What is being asked: A precise repetition of every line below is the required answer.

(Stored data entries)

····················

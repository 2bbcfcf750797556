mod pooled;
mod state;

pub use pooled::PooledClient;
pub use state::PoolStats;

use crate::config::PoolConfig;
use crate::error::PoolError;
use crate::evictor::Evictor;
use crate::factory::ClientFactory;
use futures::FutureExt;
use pooled::{Shared, SlotReservation};
use state::{IdleClient, PoolState, Reserve};
use std::fmt;
use std::panic::AssertUnwindSafe;
use std::sync::Arc;
use std::time::Instant;
use task_manager::TaskManager;
use tokio_util::sync::CancellationToken;
use tracing::{Instrument, Span};

/// Outcome of a single eviction sweep
#[derive(Debug, Clone, Copy, Default, PartialEq, Eq)]
pub struct EvictionReport {
    /// Idle clients destroyed for being idle too long
    pub evicted: usize,
    /// Idle clients destroyed for failing validation, only with `test_while_idle`
    pub failed_validation: usize,
    /// Idle clients created to bring keys back up to `min_idle_per_key`
    pub created: usize,
}

pub(crate) struct PoolInner<F: ClientFactory> {
    factory: F,
    config: PoolConfig,
    shared: Arc<Shared<F::Client>>,
    span: Span,
    task_manager: TaskManager,
    evictor_shutdown: CancellationToken,
}

impl<F: ClientFactory> Drop for PoolInner<F> {
    fn drop(&mut self) {
        // a running sweep holds a strong reference, so this only ever interrupts the sleep
        self.evictor_shutdown.cancel();
    }
}

enum Step<C> {
    Idle(IdleClient<C>),
    Create(Option<(String, IdleClient<C>)>),
    Wait,
}

/// A keyed pool of clients built by a [`ClientFactory`]
///
/// Every key (usually a server address) gets its own sub-pool, bounded by
/// `max_total_per_key`, while all keys together are bounded by `max_total`. Cheap to clone,
/// clones share the same pool.
///
/// ```ignore
/// let pool = KeyedClientPool::new(factory, PoolConfig::default()).await?;
/// let client = pool.borrow("127.0.0.1:1369").await?;
/// // use the client
/// pool.return_client("127.0.0.1:1369", client).await?;
/// pool.close().await;
/// ```
pub struct KeyedClientPool<F: ClientFactory> {
    inner: Arc<PoolInner<F>>,
}

impl<F: ClientFactory> Clone for KeyedClientPool<F> {
    fn clone(&self) -> Self {
        Self {
            inner: Arc::clone(&self.inner),
        }
    }
}

impl<F: ClientFactory> fmt::Debug for KeyedClientPool<F> {
    fn fmt(&self, f: &mut fmt::Formatter<'_>) -> fmt::Result {
        f.debug_struct("KeyedClientPool")
            .field("config", &self.inner.config)
            .field("stats", &self.stats())
            .finish()
    }
}

/// Builds a [`KeyedClientPool`], letting callers inject the span the pool logs under
pub struct KeyedClientPoolBuilder<F: ClientFactory> {
    factory: F,
    config: PoolConfig,
    span: Option<Span>,
}

impl<F: ClientFactory> KeyedClientPoolBuilder<F> {
    pub fn config(mut self, config: PoolConfig) -> Self {
        self.config = config;
        self
    }

    /// Every event the pool emits is recorded within this span
    pub fn span(mut self, span: Span) -> Self {
        self.span = Some(span);
        self
    }

    /// Validates the configuration and starts the eviction task.
    ///
    /// Must be called from within a tokio runtime.
    pub async fn build(self) -> Result<KeyedClientPool<F>, PoolError> {
        self.config.validate()?;
        let span = self
            .span
            .unwrap_or_else(|| tracing::info_span!("client_pool"));
        let task_manager = TaskManager::new();
        let evictor_shutdown = task_manager.cancellation_token().child_token();
        let inner = Arc::new(PoolInner {
            factory: self.factory,
            shared: Arc::new(Shared::new(PoolState::new(self.config.clone()))),
            config: self.config,
            span,
            task_manager,
            evictor_shutdown,
        });
        let interval = inner.config.eviction_polling_interval;
        if !interval.is_zero() {
            let evictor = Evictor::new(
                Arc::downgrade(&inner),
                interval,
                inner.evictor_shutdown.clone(),
            );
            inner.task_manager.spawn_task_loop(evictor).await;
        }
        Ok(KeyedClientPool { inner })
    }
}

····················

Task response:
repository 2bbcfcf750797556
mod pooled;
mod state;

pub use pooled::PooledClient;
pub use state::PoolStats;

use crate::config::PoolConfig;
use crate::error::PoolError;
use crate::evictor::Evictor;
use crate::factory::ClientFactory;
use futures::FutureExt;
use pooled::{Shared, SlotReservation};
use state::{IdleClient, PoolState, Reserve};
use std::fmt;
use std::panic::AssertUnwindSafe;
use std::sync::Arc;
use std::time::Instant;
use task_manager::TaskManager;
use tokio_util::sync::CancellationToken;
use tracing::{Instrument, Span};

/// Outcome of a single eviction sweep
#[derive(Debug, Clone, Copy, Default, PartialEq, Eq)]
pub struct EvictionReport {
    /// Idle clients destroyed for being idle too long
    pub evicted: usize,
    /// Idle clients destroyed for failing validation, only with `test_while_idle`
    pub failed_validation: usize,
    /// Idle clients created to bring keys back up to `min_idle_per_key`
    pub created: usize,
}

pub(crate) struct PoolInner<F: ClientFactory> {
    factory: F,
    config: PoolConfig,
    shared: Arc<Shared<F::Client>>,
    span: Span,
    task_manager: TaskManager,
    evictor_shutdown: CancellationToken,
}

impl<F: ClientFactory> Drop for PoolInner<F> {
    fn drop(&mut self) {
        // a running sweep holds a strong reference, so this only ever interrupts the sleep
        self.evictor_shutdown.cancel();
    }
}

enum Step<C> {
    Idle(IdleClient<C>),
    Create(Option<(String, IdleClient<C>)>),
    Wait,
}

/// A keyed pool of clients built by a [`ClientFactory`]
///
/// Every key (usually a server address) gets its own sub-pool, bounded by
/// `max_total_per_key`, while all keys together are bounded by `max_total`. Cheap to clone,
/// clones share the same pool.
///
/// ```ignore
/// let pool = KeyedClientPool::new(factory, PoolConfig::default()).await?;
/// let client = pool.borrow("127.0.0.1:1369").await?;
/// // use the client
/// pool.return_client("127.0.0.1:1369", client).await?;
/// pool.close().await;
/// ```
pub struct KeyedClientPool<F: ClientFactory> {
    inner: Arc<PoolInner<F>>,
}

impl<F: ClientFactory> Clone for KeyedClientPool<F> {
    fn clone(&self) -> Self {
        Self {
            inner: Arc::clone(&self.inner),
        }
    }
}

impl<F: ClientFactory> fmt::Debug for KeyedClientPool<F> {
    fn fmt(&self, f: &mut fmt::Formatter<'_>) -> fmt::Result {
        f.debug_struct("KeyedClientPool")
            .field("config", &self.inner.config)
            .field("stats", &self.stats())
            .finish()
    }
}

/// Builds a [`KeyedClientPool`], letting callers inject the span the pool logs under
pub struct KeyedClientPoolBuilder<F: ClientFactory> {
    factory: F,
    config: PoolConfig,
    span: Option<Span>,
}

impl<F: ClientFactory> KeyedClientPoolBuilder<F> {
    pub fn config(mut self, config: PoolConfig) -> Self {
        self.config = config;
        self
    }

    /// Every event the pool emits is recorded within this span
    pub fn span(mut self, span: Span) -> Self {
        self.span = Some(span);
        self
    }

    /// Validates the configuration and starts the eviction task.
    ///
    /// Must be called from within a tokio runtime.
    pub async fn build(self) -> Result<KeyedClientPool<F>, PoolError> {
        self.config.validate()?;
        let span = self
            .span
            .unwrap_or_else(|| tracing::info_span!("client_pool"));
        let task_manager = TaskManager::new();
        let evictor_shutdown = task_manager.cancellation_token().child_token();
        let inner = Arc::new(PoolInner {
            factory: self.factory,
            shared: Arc::new(Shared::new(PoolState::new(self.config.clone()))),
            config: self.config,
            span,
            task_manager,
            evictor_shutdown,
        });
        let interval = inner.config.eviction_polling_interval;
        if !interval.is_zero() {
            let evictor = Evictor::new(
                Arc::downgrade(&inner),
                interval,
                inner.evictor_shutdown.clone(),
            );
            inner.task_manager.spawn_task_loop(evictor).await;
        }
        Ok(KeyedClientPool { inner })
    }
}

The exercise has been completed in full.